** The data follows **

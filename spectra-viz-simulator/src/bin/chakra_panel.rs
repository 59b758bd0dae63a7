use anyhow::Result;
use log::info;
use spectra_dsp::ToneRequest;
use spectra_viz::chakra_panel::ChakraPanel;
use spectra_viz::{FrameDriver, Viewport};
use spectra_viz_simulator::audio::{LoggingSink, ToneWorker};
use spectra_viz_simulator::config::{CHAKRA_HEIGHT, CHAKRA_WIDTH, TONE_QUEUE_CAPACITY};
use spectra_viz_simulator::window::run_window;

fn main() -> Result<()> {
    env_logger::Builder::from_env(env_logger::Env::default().default_filter_or("info")).init();

    let tones = ToneWorker::spawn(LoggingSink::default(), TONE_QUEUE_CAPACITY)?;
    let mut driver = FrameDriver::new(
        ChakraPanel::default(),
        Viewport::new(CHAKRA_WIDTH, CHAKRA_HEIGHT),
    );

    run_window(
        "Chakra Frequency Visualizer",
        &mut driver,
        &crossbeam_channel::never(),
        |panel, viewport, point| {
            if let Some(index) = panel.button_at(viewport, point) {
                let chakra = &panel.chakras()[index];
                info!("playing {} chakra at {} Hz", chakra.name, chakra.frequency_hz);
                tones.request(ToneRequest::new(chakra.frequency_hz as f32));
            }
        },
    )
}
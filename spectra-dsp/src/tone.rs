use alloc::vec::Vec;
use core::f64::consts::PI;

use log::debug;

use crate::error::ToneError;

pub const DEFAULT_SAMPLE_RATE_HZ: u32 = 44_100;
pub const DEFAULT_DURATION_SECS: f32 = 0.5;
/// Amplitude of a full-scale sample.
pub const FULL_SCALE: i16 = i16::MAX;

/// A fixed-frequency sine tone to synthesize. Mono, 16-bit.
#[derive(Debug, Clone, Copy, PartialEq)]
pub struct ToneRequest {
    pub frequency_hz: f32,
    pub duration_secs: f32,
    pub sample_rate_hz: u32,
}

impl ToneRequest {
    pub fn new(frequency_hz: f32) -> Self {
        Self {
            frequency_hz,
            duration_secs: DEFAULT_DURATION_SECS,
            sample_rate_hz: DEFAULT_SAMPLE_RATE_HZ,
        }
    }

    pub fn with_duration(mut self, duration_secs: f32) -> Self {
        self.duration_secs = duration_secs;
        self
    }

    pub fn with_sample_rate(mut self, sample_rate_hz: u32) -> Self {
        self.sample_rate_hz = sample_rate_hz;
        self
    }

    /// `int(rate * duration)`, truncated toward zero.
    pub fn sample_count(&self) -> usize {
        (self.sample_rate_hz as f64 * self.duration_secs as f64) as usize
    }

    pub fn validate(&self) -> Result<(), ToneError> {
        if self.sample_rate_hz == 0 {
            return Err(ToneError::InvalidSampleRate(self.sample_rate_hz));
        }
        let nyquist = self.sample_rate_hz as f32 / 2.0;
        if !self.frequency_hz.is_finite() || self.frequency_hz <= 0.0 || self.frequency_hz >= nyquist
        {
            return Err(ToneError::InvalidFrequency(self.frequency_hz));
        }
        if !self.duration_secs.is_finite() || self.duration_secs <= 0.0 || self.sample_count() == 0
        {
            return Err(ToneError::InvalidDuration(self.duration_secs));
        }
        Ok(())
    }
}

/// Synthesized PCM samples plus the rate they were generated at.
#[derive(Debug, Clone, PartialEq)]
pub struct ToneBuffer {
    samples: Vec<i16>,
    sample_rate_hz: u32,
}

impl ToneBuffer {
    pub fn samples(&self) -> &[i16] {
        &self.samples
    }

    pub fn sample_rate_hz(&self) -> u32 {
        self.sample_rate_hz
    }

    pub fn len(&self) -> usize {
        self.samples.len()
    }

    pub fn is_empty(&self) -> bool {
        self.samples.is_empty()
    }

    pub fn duration_secs(&self) -> f32 {
        self.samples.len() as f32 / self.sample_rate_hz as f32
    }

    /// Largest absolute sample value.
    pub fn peak(&self) -> u16 {
        self.samples
            .iter()
            .map(|s| s.unsigned_abs())
            .max()
            .unwrap_or(0)
    }

    /// Root mean square of the normalized samples.
    pub fn rms(&self) -> f32 {
        if self.samples.is_empty() {
            return 0.0;
        }
        let sum: f32 = self
            .samples
            .iter()
            .map(|&s| {
                let x = normalize_sample(s);
                x * x
            })
            .sum();
        libm::sqrtf(sum / self.samples.len() as f32)
    }
}

/// Scales a value in [-1, 1] to a 16-bit sample, truncating toward zero.
pub fn quantize_sample(value: f64) -> i16 {
    (value * FULL_SCALE as f64) as i16
}

/// Normalize a single sample from i16 to f32.
pub fn normalize_sample(sample: i16) -> f32 {
    sample as f32 / FULL_SCALE as f32
}

/// Normalize a slice of i16 samples into `normalized`, pairwise.
pub fn normalize_samples(samples: &[i16], normalized: &mut [f32]) {
    for (out, &sample) in normalized.iter_mut().zip(samples) {
        *out = normalize_sample(sample);
    }
}

/// `sin(2π f t) · 32767` for `t = i · duration / n`, `i` in `0..n`.
pub fn synthesize_tone(request: &ToneRequest) -> Result<ToneBuffer, ToneError> {
    request.validate()?;
    let n = request.sample_count();
    let frequency = request.frequency_hz as f64;
    let step = request.duration_secs as f64 / n as f64;
    let samples = (0..n)
        .map(|i| quantize_sample(libm::sin(2.0 * PI * frequency * i as f64 * step)))
        .collect();
    debug!(
        "synthesized {} samples of {} Hz at {} Hz",
        n, request.frequency_hz, request.sample_rate_hz
    );
    Ok(ToneBuffer {
        samples,
        sample_rate_hz: request.sample_rate_hz,
    })
}

/// Destination for synthesized tones, e.g. an audio device.
pub trait AudioSink {
    type Error;

    fn play(&mut self, tone: &ToneBuffer) -> Result<(), Self::Error>;
}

** End of The data **

• _Instructions to follow_: Begin at the line that has "use log::debug;" in the entries above; stop after the line that has "truncated toward zero.". Transcribe exactly those lines and no others.

• _Written answer_:
use log::debug;

use crate::error::ToneError;

pub const DEFAULT_SAMPLE_RATE_HZ: u32 = 44_100;
pub const DEFAULT_DURATION_SECS: f32 = 0.5;
/// Amplitude of a full-scale sample.
pub const FULL_SCALE: i16 = i16::MAX;

/// A fixed-frequency sine tone to synthesize. Mono, 16-bit.
#[derive(Debug, Clone, Copy, PartialEq)]
pub struct ToneRequest {
    pub frequency_hz: f32,
    pub duration_secs: f32,
    pub sample_rate_hz: u32,
}

impl ToneRequest {
    pub fn new(frequency_hz: f32) -> Self {
        Self {
            frequency_hz,
            duration_secs: DEFAULT_DURATION_SECS,
            sample_rate_hz: DEFAULT_SAMPLE_RATE_HZ,
        }
    }

    pub fn with_duration(mut self, duration_secs: f32) -> Self {
        self.duration_secs = duration_secs;
        self
    }

    pub fn with_sample_rate(mut self, sample_rate_hz: u32) -> Self {
        self.sample_rate_hz = sample_rate_hz;
        self
    }

    /// `int(rate * duration)`, truncated toward zero.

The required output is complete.